Glancing through the programme for Aisha and Abhaya, a co-production between Rambert and the Royal Opera House, I saw that there would be a framing film, and a story that took Hans Christian Andersen’s The Little Match Girl as its point of departure. It looks to me, I said to the woman sitting next to me, like the kind of piece that might explain itself as it goes along.
How wrong I was. Let me walk you through it. Directed by film-maker Kibwe Tavares, with choreography by Sharon Eyal and Gai Behar, its opening section – entitled “Journey” – begins with a film that mixes mythic imagery with documentary realism. Two sisters in luxurious finery – brocade gowns, elaborate headdresses, strings of pearly beads – are washed up onto a grey shoreline, castaways from some faraway, folkloric world. The waves heave over them, but one of them manages to keep hold of a small treasure: a box that opens to reveal a magical dancer, formed of threads of golden light.
Aisha (Salomé Pressac) and Abhaya (Maëve Berthelot) wander into a forest, where they encounter a ragged encampment, figures in white circling a fire in a shamanic ritual of judders and spasms. They join in. Next day, they all trek across the wild terrain until they come to a kind of portal in a mountainside; and they go inside.
In a slow and beguiling transition from screen to stage, the lights bring up Rambert’s seven superb dancers while the film now becomes a backdrop, looping so that we seem to be travelling along an endless corridor that keeps withholding the promise of light at the end of the tunnel.
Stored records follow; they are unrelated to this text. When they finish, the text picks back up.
use clap::Parser;
use client::network::{Client, StartCommand};
use client::session::SessionStore;
use log::info;
use std::path::PathBuf;

#[derive(Parser, Debug)]
#[command(author, version, about, long_about = None)]
struct Args {
    /// Server address to connect to
    #[arg(short = 's', long, default_value = "127.0.0.1:8080")]
    server: String,

    /// Origin reported during handshake
    #[arg(short = 'o', long, default_value = "http://localhost")]
    origin: String,

    /// Path of the persisted session record
    #[arg(long, default_value = "rally-session.bin")]
    session_file: PathBuf,

    /// Create a new room
    #[arg(short = 'c', long, conflicts_with = "join")]
    create: bool,

    /// Join an existing room by code
    #[arg(short = 'j', long)]
    join: Option<String>,
}

#[tokio::main]
async fn main() -> Result<(), Box<dyn std::error::Error>> {
    env_logger::init();

    if std::env::var("RUST_LOG").is_err() {
        eprintln!("Set RUST_LOG=info for detailed logging");
    }

    let args = Args::parse();
    let store = SessionStore::new(Some(args.session_file));

    let command = if args.create {
        StartCommand::Create
    } else if let Some(code) = args.join {
        StartCommand::Join(code.to_uppercase())
    } else if store.current().is_some() {
        info!("Resuming persisted session");
        StartCommand::Resume
    } else {
        return Err("nothing to do: pass --create or --join CODE".into());
    };

    info!("Connecting to {}", args.server);
    let mut client = Client::new(&args.server, &args.origin, store);
    client.run(command).await?;

    info!("Session ended");
    Ok(())
}
//! Sample buffering, interpolation and clock synchronization
//!
//! Entities the local client does not control (the opposing paddle, and the
//! ball on the guest) arrive as timestamped position samples at irregular
//! intervals. This module turns that stream into smooth rendered values:
//! a small jitter buffer, linear interpolation between the two newest
//! samples, a hold on out-of-order arrivals, and a resnap when the
//! authoritative value diverges too far from what is on screen.

use shared::Vec2;
use std::collections::VecDeque;
use std::time::Duration;

/// Most samples ever kept per entity.
pub const SAMPLE_CAPACITY: usize = 3;

/// Samples older than this are evicted once more than two are buffered.
pub const SAMPLE_RETENTION_MS: u64 = 100;

/// Divergence beyond this discards the buffer and snaps to the
/// authoritative value instead of visibly sliding toward it.
pub const RESNAP_THRESHOLD: f32 = 40.0;

/// Cadence of the clock-sync round trip with the server.
pub const CLOCK_SYNC_INTERVAL: Duration = Duration::from_secs(30);

/// Values that can be linearly interpolated and compared for divergence.
pub trait Lerp: Copy {
    fn lerp(a: Self, b: Self, t: f32) -> Self;
    fn distance(a: Self, b: Self) -> f32;
}

impl Lerp for f32 {
    fn lerp(a: Self, b: Self, t: f32) -> Self {
        a + (b - a) * t
    }

    fn distance(a: Self, b: Self) -> f32 {
        (b - a).abs()
    }
}

impl Lerp for Vec2 {
    fn lerp(a: Self, b: Self, t: f32) -> Self {
        Vec2 {
            x: f32::lerp(a.x, b.x, t),
            y: f32::lerp(a.y, b.y, t),
        }
    }

    fn distance(a: Self, b: Self) -> f32 {
        a.distance(&b)
    }
}

#[derive(Debug, Clone, Copy)]
pub struct Sample<T> {
    pub value: T,
    pub timestamp: u64,
}

/// Bounded FIFO of timestamped samples plus the last rendered value.
#[derive(Debug)]
pub struct SampleBuffer<T: Lerp> {
    samples: VecDeque<Sample<T>>,
    rendered: Option<T>,
}

impl<T: Lerp> SampleBuffer<T> {
    pub fn new() -> Self {
        Self {
            samples: VecDeque::with_capacity(SAMPLE_CAPACITY),
            rendered: None,
        }
    }

    /// Buffers an authoritative sample. A value far from what is currently
    /// rendered resnaps instead of interpolating across the gap.
    pub fn push(&mut self, value: T, timestamp: u64) {
        if let Some(rendered) = self.rendered {
            if T::distance(rendered, value) > RESNAP_THRESHOLD {
                self.samples.clear();
                self.rendered = Some(value);
            }
        }

        self.samples.push_back(Sample { value, timestamp });
        while self.samples.len() > SAMPLE_CAPACITY {
            self.samples.pop_front();
        }
    }

    /// Produces the value to render at `now` (in the shared time base).
    ///
    /// With two or more samples buffered, interpolates between the two
    /// newest with progress clamped to [0, 1]; an out-of-order pair holds
    /// the last rendered value rather than interpolating backward.
    pub fn sample(&mut self, now: u64) -> Option<T> {
        self.evict(now);

        match self.samples.len() {
            0 => self.rendered,
            1 => {
                self.rendered = Some(self.samples[0].value);
                self.rendered
            }
            len => {
                let older = self.samples[len - 2];
                let newer = self.samples[len - 1];

                if older.timestamp >= newer.timestamp {
                    // Never interpolate backward; hold until ordering recovers.
                    return self.rendered;
                }

                let elapsed = now.saturating_sub(older.timestamp) as f32;
                let window = (newer.timestamp - older.timestamp) as f32;
                let progress = (elapsed / window).clamp(0.0, 1.0);

                let value = T::lerp(older.value, newer.value, progress);
                self.rendered = Some(value);
                self.rendered
            }
        }
    }

    pub fn rendered(&self) -> Option<T> {
        self.rendered
    }

    pub fn clear(&mut self) {
        self.samples.clear();
        self.rendered = None;
    }

    pub fn len(&self) -> usize {
        self.samples.len()
    }

    pub fn is_empty(&self) -> bool {
        self.samples.is_empty()
    }

    fn evict(&mut self, now: u64) {
        while self.samples.len() > 2 {
            let front = &self.samples[0];
            if front.timestamp + SAMPLE_RETENTION_MS < now {
                self.samples.pop_front();
            } else {
                break;
            }
        }
    }
}

impl<T: Lerp> Default for SampleBuffer<T> {
    fn default() -> Self {
        Self::new()
    }
}

/// Estimated offset between the local clock and the server clock.
///
/// One round trip gives `offset = server_time - (send_time + rtt/2)`;
/// applying it to local time yields the shared base both peers stamp
/// entity updates in, so interpolation windows line up despite
/// independent clocks.
#[derive(Debug)]
pub struct ClockSync {
    offset_ms: i64,
    synced: bool,
}

impl ClockSync {
    pub fn new() -> Self {
        Self {
            offset_ms: 0,
            synced: false,
        }
    }

    /// Feeds one completed round trip: the echoed send time, the server's
    /// clock reading, and the local arrival time.
    pub fn observe(&mut self, client_send: u64, server_time: u64, now: u64) {
        let rtt = now.saturating_sub(client_send);
        let midpoint = client_send + rtt / 2;
        self.offset_ms = server_time as i64 - midpoint as i64;
        self.synced = true;
    }

    pub fn offset_ms(&self) -> i64 {
        self.offset_ms
    }

    pub fn is_synced(&self) -> bool {
        self.synced
    }

    /// Local time translated into the server's clock.
    pub fn server_now(&self, local_now: u64) -> u64 {
        (local_now as i64 + self.offset_ms).max(0) as u64
    }
}

impl Default for ClockSync {
    fn default() -> Self {
        Self::new()
    }
}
The soundtrack – by Ori Lichtik (a founding father of Israel’s techno scene), with additional music by “ghetto-futurist” composer Gaika – begins its long, slow crescendo of grey noise and rising volume.
The dancers now enact another, more tightly choreographed ritual, technically demanding and fiendishly tense: arms slowly wrench at their sockets to skew the torso, deep squats keep the feet planted. You feel both the strength and the strain. The corridor continues, the sound builds, the dancers keep twisting and stretching, their energies swelling and subsiding, but never releasing.
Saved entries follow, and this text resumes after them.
//! Durable client session record for reconnection
//!
//! The room id, session token and role are persisted under a fixed path so
//! a restarted client can silently rejoin a game in progress. Storage
//! failures never block gameplay: the store logs one warning and degrades
//! to memory-only for the rest of the run.

use log::{info, warn};
use serde::{Deserialize, Serialize};
use shared::Role;
use std::fs;
use std::path::PathBuf;

#[derive(Debug, Clone, PartialEq, Eq, Serialize, Deserialize)]
pub struct SessionRecord {
    pub room_id: String,
    pub session_token: String,
    pub role: Role,
}

pub struct SessionStore {
    path: Option<PathBuf>,
    cached: Option<SessionRecord>,
    storage_warned: bool,
}

impl SessionStore {
    /// Opens the store, loading any previously persisted record. `None`
    /// disables persistence entirely (memory-only).
    pub fn new(path: Option<PathBuf>) -> Self {
        let cached = path.as_ref().and_then(|p| match fs::read(p) {
            Ok(bytes) => match bincode::deserialize::<SessionRecord>(&bytes) {
                Ok(record) => {
                    info!("Restored session for room {}", record.room_id);
                    Some(record)
                }
                Err(e) => {
                    warn!("Discarding unreadable session record: {}", e);
                    None
                }
            },
            Err(_) => None,
        });

        Self {
            path,
            cached,
            storage_warned: false,
        }
    }

    pub fn current(&self) -> Option<&SessionRecord> {
        self.cached.as_ref()
    }

    pub fn save(&mut self, record: SessionRecord) {
        self.cached = Some(record.clone());

        let Some(path) = &self.path else {
            return;
        };
        let result = bincode::serialize(&record)
            .map_err(|e| std::io::Error::new(std::io::ErrorKind::Other, e))
            .and_then(|bytes| fs::write(path, bytes));
        if let Err(e) = result {
            if !self.storage_warned {
                warn!(
                    "Session storage unavailable ({}); continuing in memory only",
                    e
                );
                self.storage_warned = true;
            }
        }
    }

    /// Forgets the session, in memory and on disk. Called on explicit exit
    /// and when the server reports the room gone.
    pub fn clear(&mut self) {
        self.cached = None;
        if let Some(path) = &self.path {
            if let Err(e) = fs::remove_file(path) {
                if e.kind() != std::io::ErrorKind::NotFound && !self.storage_warned {
                    warn!("Failed to remove session record: {}", e);
                    self.storage_warned = true;
                }
            }
        }
    }
}
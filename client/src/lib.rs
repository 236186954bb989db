//! # Match Client Library
//!
//! Client-side implementation of the two-player match protocol: session
//! management, state reconciliation, and (on the host) the authoritative
//! ball simulation. Rendering and input capture are deliberately out of
//! scope; a UI embeds this library through the event contract and reads
//! the match state it maintains.
//!
//! ## Architecture Overview
//!
//! ### Host-Authoritative Simulation
//! The host client runs the only real ball physics. Each fixed step it
//! advances the ball, detects wall/paddle reflections and goal crossings
//! (latched so one crossing scores exactly once), and relays position,
//! velocity and score through the server to the guest.
//!
//! ### Interpolated Mirroring
//! Entities the local client does not control (the opposing paddle, and
//! the ball on the guest) are rendered from a small jitter buffer of
//! timestamped samples: linear interpolation between the two newest
//! samples, a hold on out-of-order arrivals, and a snap when the
//! authoritative value diverges too far from the screen.
//!
//! ### Shared Time Base
//! A periodic round trip with the server estimates the local clock's
//! offset, so timestamps stamped by the opposite peer can be interpreted
//! in a common base when computing interpolation windows.
//!
//! ### Bounded Reconnection
//! The session record (room id, token, role) is persisted, and an
//! unexpected drop mid-game triggers automatic rejoin attempts with a
//! fixed retry budget. A room that no longer exists is a terminal,
//! user-visible failure, never an infinite retry loop.
//!
//! ## Module Organization
//!
//! ### Game Module (`game`)
//! Match phase machine, host ball physics, scoring and win detection,
//! pause/rematch handling.
//!
//! ### Network Module (`network`)
//! The protocol state (`ClientState`), the connection-phase machine, and
//! the transport loop (`Client`).
//!
//! ### Session Module (`session`)
//! The durable session record used for silent rejoin after a restart.
//!
//! ### Sync Module (`sync`)
//! Sample buffers, interpolation, and clock-offset estimation.

pub mod game;
pub mod network;
pub mod session;
pub mod sync;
Where do they fit in the story, though? We might recognise the dancers as the travellers from the film, people transformed into superhuman dancing machines, but what’s happened to Aisha and Abhaya? Berthelot is in fact one of the dancers; but now, leotarded and torquing, nothing connects her to the character of Abhaya or distinguishes her from the others. As for Aisha: no trace.
Eventually the projected corridor leads to a kind of information highway of graphic patterns that evoke both an abstracted metropolis and flows of data. The dancers heighten their stance and speed, mixing in bits of robotically distorted classical ballet with mechanical samba steps and splayed catwalk struts.
Cut again to the film, a sequence titled “Before”. The backstory, then. Here are Aisha and Abhaya in full folkloric mode, in a house with a beloved mother figure (Angela Wynter). In burst masked gunmen; the sisters hide in terror; the mother is killed. Cut to the stage, where the backdrop fills up with animated clones of the dancers until it seems fit to burst. Back to the film, where the sisters, still in their finery, are now rough-sleeping in a backstreet. The mother appears to them in a dream, the magic golden dancer arises, and they all turn into filaments of light. The End.
What to make of all this? When I have mixed feelings, I sometimes mentally divide a dancework into three dimensions: performance, production and piece. What do we have here? Highly skilled, eminently watchable performers and an impressively sleek production with some great special effects. The piece itself, however, is entirely flummoxing, its parts crammed together, chalk with cheese.
Aisha and Abhaya, say Rambert, “represents what people can achieve when they work together. We believe in welcoming new and different voices to our artform, and responding to their vision and ways of working.” All good and true, but the different voices need to come into meaningful conversation with each other – and with their audience – and it just didn’t work out this time.